Wherever the string "objects" turns up in the data, copy the whole line.

Stored data
++++++++++
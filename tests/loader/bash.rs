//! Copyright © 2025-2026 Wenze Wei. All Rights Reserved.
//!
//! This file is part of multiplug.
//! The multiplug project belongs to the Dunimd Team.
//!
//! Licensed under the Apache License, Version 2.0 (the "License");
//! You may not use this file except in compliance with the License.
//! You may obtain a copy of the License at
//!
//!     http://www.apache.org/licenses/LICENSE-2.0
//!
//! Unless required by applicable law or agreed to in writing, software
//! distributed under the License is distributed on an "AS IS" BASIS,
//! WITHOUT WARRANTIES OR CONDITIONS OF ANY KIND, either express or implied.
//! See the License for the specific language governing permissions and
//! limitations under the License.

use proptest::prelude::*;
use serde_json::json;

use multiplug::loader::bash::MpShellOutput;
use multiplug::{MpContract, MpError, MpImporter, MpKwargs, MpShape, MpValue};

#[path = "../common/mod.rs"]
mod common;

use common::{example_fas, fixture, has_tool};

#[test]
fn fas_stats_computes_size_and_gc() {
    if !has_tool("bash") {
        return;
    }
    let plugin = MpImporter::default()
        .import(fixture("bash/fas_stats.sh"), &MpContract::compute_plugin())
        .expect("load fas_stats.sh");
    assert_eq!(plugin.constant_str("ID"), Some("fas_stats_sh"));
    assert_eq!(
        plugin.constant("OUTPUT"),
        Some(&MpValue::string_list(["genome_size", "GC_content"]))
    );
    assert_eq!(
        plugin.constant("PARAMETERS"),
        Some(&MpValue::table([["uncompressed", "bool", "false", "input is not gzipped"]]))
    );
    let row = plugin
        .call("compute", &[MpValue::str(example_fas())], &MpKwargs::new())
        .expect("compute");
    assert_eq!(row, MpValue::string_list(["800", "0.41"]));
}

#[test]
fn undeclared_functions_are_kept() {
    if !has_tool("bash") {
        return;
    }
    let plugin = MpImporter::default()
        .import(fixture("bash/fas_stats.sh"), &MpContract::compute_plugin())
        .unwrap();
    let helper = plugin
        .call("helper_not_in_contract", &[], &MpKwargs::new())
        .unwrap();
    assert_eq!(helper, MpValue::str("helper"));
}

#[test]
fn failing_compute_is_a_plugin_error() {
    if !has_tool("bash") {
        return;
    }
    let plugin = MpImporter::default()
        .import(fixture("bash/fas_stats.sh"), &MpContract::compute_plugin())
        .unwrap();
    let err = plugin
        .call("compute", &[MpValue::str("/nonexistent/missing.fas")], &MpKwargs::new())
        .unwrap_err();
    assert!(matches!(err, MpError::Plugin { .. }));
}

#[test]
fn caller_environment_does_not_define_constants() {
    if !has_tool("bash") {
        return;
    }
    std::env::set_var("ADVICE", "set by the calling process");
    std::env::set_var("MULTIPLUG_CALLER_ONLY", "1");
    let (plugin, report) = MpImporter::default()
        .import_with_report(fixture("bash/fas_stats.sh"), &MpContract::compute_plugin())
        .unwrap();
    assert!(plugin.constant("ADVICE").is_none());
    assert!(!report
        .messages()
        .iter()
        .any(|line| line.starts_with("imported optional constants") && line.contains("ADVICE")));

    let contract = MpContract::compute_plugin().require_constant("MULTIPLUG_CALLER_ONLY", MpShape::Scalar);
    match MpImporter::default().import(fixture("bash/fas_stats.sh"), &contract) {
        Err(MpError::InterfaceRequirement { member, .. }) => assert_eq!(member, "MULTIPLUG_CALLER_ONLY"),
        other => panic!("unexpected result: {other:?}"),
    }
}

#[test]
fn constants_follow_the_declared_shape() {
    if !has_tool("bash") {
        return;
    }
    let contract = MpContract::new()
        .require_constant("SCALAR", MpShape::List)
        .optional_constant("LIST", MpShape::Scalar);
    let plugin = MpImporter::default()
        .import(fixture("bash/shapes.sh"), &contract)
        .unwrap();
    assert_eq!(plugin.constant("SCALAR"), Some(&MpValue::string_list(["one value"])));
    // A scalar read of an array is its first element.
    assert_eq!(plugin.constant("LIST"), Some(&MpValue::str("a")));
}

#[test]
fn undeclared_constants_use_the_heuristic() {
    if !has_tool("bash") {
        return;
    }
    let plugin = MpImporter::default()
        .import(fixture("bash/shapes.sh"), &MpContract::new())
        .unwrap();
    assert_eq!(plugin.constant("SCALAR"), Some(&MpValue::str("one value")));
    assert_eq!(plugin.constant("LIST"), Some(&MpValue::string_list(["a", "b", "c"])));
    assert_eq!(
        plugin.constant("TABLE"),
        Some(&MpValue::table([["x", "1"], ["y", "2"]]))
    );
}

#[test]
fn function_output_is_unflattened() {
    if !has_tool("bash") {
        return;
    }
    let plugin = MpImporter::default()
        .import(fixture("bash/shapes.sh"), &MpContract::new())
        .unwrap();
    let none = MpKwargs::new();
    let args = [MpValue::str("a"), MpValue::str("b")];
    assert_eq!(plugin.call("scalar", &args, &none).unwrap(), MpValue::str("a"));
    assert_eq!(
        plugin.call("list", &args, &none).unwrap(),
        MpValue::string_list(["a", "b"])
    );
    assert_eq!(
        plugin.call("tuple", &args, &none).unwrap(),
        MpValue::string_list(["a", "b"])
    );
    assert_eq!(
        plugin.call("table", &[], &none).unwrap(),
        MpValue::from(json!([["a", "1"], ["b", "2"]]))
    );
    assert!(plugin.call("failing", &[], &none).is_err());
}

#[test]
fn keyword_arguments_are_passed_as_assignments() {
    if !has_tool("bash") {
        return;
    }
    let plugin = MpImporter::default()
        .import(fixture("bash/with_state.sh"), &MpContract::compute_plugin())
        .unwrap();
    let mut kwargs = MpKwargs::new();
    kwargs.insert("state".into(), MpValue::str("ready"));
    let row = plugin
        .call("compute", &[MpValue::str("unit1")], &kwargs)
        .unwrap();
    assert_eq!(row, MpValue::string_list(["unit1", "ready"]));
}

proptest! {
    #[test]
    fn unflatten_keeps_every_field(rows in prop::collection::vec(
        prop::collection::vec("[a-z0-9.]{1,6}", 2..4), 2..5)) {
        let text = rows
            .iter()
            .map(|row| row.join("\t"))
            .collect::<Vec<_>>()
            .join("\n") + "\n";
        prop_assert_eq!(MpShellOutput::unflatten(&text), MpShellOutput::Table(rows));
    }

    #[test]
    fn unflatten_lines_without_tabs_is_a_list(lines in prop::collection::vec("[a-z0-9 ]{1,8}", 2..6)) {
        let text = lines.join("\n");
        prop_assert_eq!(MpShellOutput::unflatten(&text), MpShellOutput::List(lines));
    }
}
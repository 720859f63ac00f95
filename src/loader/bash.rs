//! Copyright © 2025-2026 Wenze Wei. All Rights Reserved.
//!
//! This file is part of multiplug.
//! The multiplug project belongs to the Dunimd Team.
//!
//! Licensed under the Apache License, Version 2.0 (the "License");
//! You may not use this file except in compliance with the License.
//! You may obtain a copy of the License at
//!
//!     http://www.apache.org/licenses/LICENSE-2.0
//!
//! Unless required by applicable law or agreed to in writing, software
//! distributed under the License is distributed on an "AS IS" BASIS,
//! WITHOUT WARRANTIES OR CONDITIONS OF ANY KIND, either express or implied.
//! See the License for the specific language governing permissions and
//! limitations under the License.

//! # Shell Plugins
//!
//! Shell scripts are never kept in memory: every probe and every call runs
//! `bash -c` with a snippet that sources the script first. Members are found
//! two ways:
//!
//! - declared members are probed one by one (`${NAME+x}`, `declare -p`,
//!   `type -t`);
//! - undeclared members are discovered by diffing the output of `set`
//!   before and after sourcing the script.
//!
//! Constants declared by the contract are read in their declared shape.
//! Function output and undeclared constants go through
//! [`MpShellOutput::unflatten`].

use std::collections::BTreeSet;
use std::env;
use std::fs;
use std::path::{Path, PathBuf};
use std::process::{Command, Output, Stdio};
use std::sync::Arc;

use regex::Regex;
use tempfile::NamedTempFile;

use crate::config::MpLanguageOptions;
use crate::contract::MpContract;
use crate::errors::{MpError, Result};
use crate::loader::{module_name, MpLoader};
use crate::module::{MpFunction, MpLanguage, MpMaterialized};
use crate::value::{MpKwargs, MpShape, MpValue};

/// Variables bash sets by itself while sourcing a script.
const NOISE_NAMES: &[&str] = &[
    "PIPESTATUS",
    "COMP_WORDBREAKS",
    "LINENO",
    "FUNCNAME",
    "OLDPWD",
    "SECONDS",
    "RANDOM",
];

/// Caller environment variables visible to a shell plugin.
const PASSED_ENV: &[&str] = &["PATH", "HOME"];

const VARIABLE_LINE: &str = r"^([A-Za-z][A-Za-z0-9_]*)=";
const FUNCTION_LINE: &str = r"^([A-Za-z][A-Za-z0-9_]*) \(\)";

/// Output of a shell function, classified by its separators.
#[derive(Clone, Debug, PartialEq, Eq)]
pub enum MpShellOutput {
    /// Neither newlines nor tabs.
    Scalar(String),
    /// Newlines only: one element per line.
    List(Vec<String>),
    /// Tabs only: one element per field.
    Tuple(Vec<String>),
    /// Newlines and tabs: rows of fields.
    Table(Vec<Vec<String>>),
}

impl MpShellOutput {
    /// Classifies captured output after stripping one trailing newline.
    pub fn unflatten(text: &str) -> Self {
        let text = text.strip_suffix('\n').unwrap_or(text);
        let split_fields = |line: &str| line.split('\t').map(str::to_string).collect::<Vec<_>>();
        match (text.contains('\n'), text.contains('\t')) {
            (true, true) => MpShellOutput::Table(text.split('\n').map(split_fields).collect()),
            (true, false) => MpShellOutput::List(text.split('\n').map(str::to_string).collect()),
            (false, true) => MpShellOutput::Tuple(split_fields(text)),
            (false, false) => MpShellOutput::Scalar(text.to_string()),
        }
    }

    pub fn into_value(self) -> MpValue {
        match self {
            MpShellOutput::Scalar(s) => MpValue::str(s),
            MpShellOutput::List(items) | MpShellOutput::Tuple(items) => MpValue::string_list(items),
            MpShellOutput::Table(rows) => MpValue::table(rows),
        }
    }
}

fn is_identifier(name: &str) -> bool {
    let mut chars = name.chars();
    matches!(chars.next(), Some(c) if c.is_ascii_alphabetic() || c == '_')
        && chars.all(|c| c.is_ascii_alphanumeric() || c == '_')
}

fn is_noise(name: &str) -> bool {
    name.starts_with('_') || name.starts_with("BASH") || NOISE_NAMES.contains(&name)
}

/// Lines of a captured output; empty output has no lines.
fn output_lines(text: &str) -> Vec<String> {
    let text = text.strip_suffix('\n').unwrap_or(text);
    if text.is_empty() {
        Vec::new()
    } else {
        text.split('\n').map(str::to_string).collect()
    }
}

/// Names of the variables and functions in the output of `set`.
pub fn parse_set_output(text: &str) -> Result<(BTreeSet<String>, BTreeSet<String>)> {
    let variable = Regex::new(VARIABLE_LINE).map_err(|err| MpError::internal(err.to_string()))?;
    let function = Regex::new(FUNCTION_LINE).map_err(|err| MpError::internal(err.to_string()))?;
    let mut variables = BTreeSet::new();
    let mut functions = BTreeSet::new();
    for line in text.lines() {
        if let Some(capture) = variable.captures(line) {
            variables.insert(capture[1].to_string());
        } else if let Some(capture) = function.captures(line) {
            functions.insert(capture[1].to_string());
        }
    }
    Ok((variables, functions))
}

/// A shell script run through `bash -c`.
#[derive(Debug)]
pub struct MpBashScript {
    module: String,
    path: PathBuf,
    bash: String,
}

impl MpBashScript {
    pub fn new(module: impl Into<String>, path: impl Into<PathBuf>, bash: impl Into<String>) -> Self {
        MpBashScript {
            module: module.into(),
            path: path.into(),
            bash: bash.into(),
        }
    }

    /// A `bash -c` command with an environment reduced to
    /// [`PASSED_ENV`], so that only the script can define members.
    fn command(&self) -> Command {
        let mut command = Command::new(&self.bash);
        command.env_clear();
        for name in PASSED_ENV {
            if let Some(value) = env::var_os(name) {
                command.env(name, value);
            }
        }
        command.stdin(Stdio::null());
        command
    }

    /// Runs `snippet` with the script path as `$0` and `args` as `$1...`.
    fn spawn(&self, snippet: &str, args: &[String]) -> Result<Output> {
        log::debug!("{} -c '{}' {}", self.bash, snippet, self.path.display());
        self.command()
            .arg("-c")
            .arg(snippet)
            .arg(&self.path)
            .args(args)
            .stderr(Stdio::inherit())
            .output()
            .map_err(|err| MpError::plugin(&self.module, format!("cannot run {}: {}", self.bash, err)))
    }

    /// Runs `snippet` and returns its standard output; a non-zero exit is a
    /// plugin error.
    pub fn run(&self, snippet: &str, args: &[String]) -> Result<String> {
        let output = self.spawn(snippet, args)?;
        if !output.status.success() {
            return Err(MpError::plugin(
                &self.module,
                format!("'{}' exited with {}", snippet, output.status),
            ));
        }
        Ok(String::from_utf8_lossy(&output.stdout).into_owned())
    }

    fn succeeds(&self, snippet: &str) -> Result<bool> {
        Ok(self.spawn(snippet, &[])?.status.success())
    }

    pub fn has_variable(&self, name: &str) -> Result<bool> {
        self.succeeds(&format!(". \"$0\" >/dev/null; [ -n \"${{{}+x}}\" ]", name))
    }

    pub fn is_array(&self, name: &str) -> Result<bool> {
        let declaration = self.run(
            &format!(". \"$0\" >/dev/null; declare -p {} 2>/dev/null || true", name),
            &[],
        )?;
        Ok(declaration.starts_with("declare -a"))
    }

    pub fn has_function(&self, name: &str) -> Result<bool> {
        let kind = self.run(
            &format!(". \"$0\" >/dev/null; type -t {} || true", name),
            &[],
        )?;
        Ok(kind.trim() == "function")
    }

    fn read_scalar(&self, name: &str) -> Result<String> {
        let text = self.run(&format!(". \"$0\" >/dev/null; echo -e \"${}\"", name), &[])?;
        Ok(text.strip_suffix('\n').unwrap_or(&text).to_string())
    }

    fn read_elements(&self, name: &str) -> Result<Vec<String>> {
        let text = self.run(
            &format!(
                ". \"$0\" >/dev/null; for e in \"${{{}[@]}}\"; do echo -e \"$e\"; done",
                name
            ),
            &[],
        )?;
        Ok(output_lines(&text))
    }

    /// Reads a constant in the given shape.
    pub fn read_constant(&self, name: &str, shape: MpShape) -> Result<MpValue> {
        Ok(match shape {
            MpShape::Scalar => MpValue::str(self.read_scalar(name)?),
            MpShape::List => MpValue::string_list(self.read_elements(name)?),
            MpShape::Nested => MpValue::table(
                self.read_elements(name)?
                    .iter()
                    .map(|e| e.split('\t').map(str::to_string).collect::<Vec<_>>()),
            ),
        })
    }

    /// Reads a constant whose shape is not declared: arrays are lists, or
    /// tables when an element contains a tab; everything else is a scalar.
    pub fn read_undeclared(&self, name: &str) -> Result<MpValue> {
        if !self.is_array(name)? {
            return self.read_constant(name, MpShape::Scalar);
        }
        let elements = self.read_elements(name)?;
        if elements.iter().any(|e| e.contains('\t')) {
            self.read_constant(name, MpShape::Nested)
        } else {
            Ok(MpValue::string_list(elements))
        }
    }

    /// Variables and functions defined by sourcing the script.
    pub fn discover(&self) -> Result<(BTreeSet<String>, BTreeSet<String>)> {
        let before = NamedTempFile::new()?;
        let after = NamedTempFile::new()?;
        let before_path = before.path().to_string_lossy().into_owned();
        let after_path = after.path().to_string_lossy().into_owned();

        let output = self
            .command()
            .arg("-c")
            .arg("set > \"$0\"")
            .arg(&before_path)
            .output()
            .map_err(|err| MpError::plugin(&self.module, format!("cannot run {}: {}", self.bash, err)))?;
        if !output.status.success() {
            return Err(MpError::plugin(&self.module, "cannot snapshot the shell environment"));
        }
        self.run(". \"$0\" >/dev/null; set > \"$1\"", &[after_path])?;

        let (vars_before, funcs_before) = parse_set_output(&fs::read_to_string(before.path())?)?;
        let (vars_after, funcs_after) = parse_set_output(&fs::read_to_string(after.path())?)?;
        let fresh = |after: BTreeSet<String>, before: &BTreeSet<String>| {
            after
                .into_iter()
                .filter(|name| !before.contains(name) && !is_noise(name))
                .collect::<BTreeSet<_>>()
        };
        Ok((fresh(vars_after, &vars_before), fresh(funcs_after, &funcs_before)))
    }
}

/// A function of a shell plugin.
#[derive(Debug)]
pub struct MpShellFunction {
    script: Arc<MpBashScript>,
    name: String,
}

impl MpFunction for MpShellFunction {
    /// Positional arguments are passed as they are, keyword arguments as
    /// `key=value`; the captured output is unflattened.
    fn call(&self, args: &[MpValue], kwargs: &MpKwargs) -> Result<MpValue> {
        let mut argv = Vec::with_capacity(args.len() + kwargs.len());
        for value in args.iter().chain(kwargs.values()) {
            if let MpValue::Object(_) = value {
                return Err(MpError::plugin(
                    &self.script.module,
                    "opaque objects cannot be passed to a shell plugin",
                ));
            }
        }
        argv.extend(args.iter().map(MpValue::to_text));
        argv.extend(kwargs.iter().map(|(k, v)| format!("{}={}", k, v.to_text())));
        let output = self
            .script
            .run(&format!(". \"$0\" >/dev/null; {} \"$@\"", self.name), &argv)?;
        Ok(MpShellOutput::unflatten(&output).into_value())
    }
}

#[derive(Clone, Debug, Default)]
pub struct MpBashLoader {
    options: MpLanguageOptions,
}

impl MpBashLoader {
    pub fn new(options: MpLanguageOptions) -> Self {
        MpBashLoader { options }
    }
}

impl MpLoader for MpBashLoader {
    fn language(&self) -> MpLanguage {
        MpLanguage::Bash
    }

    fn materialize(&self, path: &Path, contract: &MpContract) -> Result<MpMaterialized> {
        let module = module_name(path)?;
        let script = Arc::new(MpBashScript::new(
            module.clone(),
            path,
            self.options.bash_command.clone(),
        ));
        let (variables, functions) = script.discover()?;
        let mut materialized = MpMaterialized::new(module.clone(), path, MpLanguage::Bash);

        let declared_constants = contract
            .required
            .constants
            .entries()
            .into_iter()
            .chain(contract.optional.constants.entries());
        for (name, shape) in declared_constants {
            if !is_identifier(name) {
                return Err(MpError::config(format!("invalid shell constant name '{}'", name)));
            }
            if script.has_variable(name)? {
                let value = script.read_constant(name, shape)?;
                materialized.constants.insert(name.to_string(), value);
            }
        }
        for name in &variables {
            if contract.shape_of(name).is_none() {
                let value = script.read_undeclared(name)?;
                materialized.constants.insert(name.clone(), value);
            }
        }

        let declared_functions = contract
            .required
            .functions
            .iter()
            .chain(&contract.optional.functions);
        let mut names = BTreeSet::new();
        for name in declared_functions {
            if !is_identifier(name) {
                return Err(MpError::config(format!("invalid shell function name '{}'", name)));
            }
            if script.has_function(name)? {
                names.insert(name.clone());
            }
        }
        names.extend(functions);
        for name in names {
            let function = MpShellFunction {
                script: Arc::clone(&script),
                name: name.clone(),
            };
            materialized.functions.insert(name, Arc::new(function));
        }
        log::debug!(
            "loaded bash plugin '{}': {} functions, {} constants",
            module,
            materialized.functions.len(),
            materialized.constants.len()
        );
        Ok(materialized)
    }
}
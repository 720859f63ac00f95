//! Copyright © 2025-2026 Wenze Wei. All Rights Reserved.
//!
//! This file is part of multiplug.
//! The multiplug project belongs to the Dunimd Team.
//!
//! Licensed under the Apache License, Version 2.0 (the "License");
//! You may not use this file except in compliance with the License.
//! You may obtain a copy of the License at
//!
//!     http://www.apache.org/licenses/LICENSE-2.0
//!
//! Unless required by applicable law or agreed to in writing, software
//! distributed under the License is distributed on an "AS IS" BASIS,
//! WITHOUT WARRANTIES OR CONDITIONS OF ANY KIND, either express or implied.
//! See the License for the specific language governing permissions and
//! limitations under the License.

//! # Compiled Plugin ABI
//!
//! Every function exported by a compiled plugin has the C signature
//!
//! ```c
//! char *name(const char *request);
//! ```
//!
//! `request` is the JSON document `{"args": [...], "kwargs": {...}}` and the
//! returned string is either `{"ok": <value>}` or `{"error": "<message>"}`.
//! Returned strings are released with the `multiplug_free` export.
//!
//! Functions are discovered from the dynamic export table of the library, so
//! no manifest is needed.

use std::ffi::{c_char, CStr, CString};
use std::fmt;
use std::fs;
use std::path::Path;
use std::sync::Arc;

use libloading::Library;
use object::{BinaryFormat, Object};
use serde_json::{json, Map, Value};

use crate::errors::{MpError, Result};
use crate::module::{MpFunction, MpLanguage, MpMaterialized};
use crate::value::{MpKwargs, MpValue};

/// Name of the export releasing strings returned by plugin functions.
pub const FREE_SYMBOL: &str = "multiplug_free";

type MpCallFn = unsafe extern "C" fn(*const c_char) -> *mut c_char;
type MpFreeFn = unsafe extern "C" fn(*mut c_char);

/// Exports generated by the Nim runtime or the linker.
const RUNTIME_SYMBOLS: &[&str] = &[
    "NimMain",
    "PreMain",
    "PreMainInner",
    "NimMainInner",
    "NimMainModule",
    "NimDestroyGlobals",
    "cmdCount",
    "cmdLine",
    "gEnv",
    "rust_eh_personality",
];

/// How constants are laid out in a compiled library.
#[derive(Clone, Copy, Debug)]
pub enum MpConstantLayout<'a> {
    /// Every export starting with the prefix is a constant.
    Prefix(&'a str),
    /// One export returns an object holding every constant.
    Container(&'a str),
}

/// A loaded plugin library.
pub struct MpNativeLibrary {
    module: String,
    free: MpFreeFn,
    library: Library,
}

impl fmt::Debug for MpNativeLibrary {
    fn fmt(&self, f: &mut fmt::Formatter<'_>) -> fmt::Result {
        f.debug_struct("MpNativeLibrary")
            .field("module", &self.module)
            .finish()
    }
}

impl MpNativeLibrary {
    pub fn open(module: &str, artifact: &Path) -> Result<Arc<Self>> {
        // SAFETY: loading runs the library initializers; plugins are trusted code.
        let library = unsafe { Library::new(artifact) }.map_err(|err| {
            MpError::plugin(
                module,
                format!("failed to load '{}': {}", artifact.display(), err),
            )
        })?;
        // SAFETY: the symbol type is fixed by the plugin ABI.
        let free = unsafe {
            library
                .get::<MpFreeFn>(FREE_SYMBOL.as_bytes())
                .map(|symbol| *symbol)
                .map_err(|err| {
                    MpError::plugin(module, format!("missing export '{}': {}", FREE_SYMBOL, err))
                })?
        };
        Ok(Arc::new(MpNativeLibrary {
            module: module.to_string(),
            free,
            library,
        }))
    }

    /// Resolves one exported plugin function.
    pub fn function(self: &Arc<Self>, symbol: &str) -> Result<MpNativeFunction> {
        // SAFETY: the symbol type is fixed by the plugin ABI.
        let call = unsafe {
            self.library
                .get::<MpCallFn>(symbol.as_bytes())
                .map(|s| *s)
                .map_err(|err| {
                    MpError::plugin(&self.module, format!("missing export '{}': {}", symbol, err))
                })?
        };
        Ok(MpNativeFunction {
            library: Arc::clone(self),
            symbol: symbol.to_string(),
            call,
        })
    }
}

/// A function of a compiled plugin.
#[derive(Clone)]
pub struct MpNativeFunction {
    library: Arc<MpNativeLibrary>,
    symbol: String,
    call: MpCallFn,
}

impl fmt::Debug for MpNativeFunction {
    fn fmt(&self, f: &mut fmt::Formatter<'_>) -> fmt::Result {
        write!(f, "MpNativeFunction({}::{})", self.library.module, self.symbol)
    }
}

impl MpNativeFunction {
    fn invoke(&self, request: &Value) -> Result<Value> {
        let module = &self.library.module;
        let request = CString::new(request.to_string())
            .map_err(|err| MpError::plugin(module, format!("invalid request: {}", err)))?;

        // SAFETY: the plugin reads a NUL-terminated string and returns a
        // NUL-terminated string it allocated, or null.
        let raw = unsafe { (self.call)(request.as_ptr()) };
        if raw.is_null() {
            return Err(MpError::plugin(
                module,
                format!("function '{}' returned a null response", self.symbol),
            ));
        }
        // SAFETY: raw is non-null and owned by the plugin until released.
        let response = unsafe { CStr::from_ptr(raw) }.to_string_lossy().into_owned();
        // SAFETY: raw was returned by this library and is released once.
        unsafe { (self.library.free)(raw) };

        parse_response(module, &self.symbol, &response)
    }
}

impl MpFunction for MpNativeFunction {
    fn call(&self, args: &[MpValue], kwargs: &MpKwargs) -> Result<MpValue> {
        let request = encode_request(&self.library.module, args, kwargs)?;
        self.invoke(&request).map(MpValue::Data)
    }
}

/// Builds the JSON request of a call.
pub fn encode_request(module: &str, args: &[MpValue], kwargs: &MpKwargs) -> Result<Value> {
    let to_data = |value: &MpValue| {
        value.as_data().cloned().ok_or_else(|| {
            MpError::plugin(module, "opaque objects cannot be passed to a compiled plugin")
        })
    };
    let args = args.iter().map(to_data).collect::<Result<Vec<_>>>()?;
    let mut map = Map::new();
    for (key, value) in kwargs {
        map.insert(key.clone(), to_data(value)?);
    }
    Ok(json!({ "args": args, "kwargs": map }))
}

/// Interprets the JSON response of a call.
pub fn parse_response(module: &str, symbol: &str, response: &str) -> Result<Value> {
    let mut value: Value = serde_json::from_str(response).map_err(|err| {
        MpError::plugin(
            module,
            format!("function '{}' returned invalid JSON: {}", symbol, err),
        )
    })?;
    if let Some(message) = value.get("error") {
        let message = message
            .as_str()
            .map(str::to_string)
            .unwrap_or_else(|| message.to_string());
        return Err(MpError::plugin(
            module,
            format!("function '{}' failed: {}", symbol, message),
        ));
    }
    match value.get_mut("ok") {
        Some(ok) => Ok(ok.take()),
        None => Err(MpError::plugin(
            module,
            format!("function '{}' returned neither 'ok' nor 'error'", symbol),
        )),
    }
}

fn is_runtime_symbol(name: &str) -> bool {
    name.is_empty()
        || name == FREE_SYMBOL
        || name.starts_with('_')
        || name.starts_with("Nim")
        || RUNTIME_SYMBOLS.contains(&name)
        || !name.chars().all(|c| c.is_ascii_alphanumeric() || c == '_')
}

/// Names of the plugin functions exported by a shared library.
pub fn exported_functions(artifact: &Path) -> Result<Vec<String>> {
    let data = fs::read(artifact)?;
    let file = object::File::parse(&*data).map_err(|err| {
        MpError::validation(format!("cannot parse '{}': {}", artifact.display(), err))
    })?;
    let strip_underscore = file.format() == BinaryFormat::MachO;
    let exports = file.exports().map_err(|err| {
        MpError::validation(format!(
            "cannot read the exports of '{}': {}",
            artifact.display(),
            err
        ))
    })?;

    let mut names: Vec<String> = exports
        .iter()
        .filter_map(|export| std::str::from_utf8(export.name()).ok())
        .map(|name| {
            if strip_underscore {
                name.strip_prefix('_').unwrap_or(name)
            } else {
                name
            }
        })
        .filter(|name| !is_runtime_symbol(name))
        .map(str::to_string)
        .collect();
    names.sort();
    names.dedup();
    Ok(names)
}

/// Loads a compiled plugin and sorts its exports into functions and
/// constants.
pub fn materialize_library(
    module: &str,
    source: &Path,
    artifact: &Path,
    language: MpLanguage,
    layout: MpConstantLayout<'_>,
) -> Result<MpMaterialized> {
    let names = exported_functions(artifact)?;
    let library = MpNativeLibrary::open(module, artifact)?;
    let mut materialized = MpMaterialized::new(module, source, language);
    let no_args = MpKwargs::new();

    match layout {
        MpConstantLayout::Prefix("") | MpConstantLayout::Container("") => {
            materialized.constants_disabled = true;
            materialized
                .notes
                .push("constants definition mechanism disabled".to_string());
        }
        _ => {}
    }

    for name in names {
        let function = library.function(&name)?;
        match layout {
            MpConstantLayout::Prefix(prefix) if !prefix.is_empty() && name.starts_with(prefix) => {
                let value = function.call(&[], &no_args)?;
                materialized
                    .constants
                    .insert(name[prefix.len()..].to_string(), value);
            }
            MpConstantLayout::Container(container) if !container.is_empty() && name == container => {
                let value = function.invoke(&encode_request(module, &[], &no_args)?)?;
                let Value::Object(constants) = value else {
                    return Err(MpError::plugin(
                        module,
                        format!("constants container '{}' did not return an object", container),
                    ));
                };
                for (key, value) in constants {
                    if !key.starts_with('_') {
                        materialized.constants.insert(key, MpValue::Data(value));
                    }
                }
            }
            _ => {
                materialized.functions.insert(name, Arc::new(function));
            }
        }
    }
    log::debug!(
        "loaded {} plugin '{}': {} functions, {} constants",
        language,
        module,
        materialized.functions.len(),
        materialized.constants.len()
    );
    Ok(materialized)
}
++++++++++
### SOLVED PROBLEM:
                    "opaque objects cannot be passed to a shell plugin",
            MpError::plugin(module, "opaque objects cannot be passed to a compiled plugin")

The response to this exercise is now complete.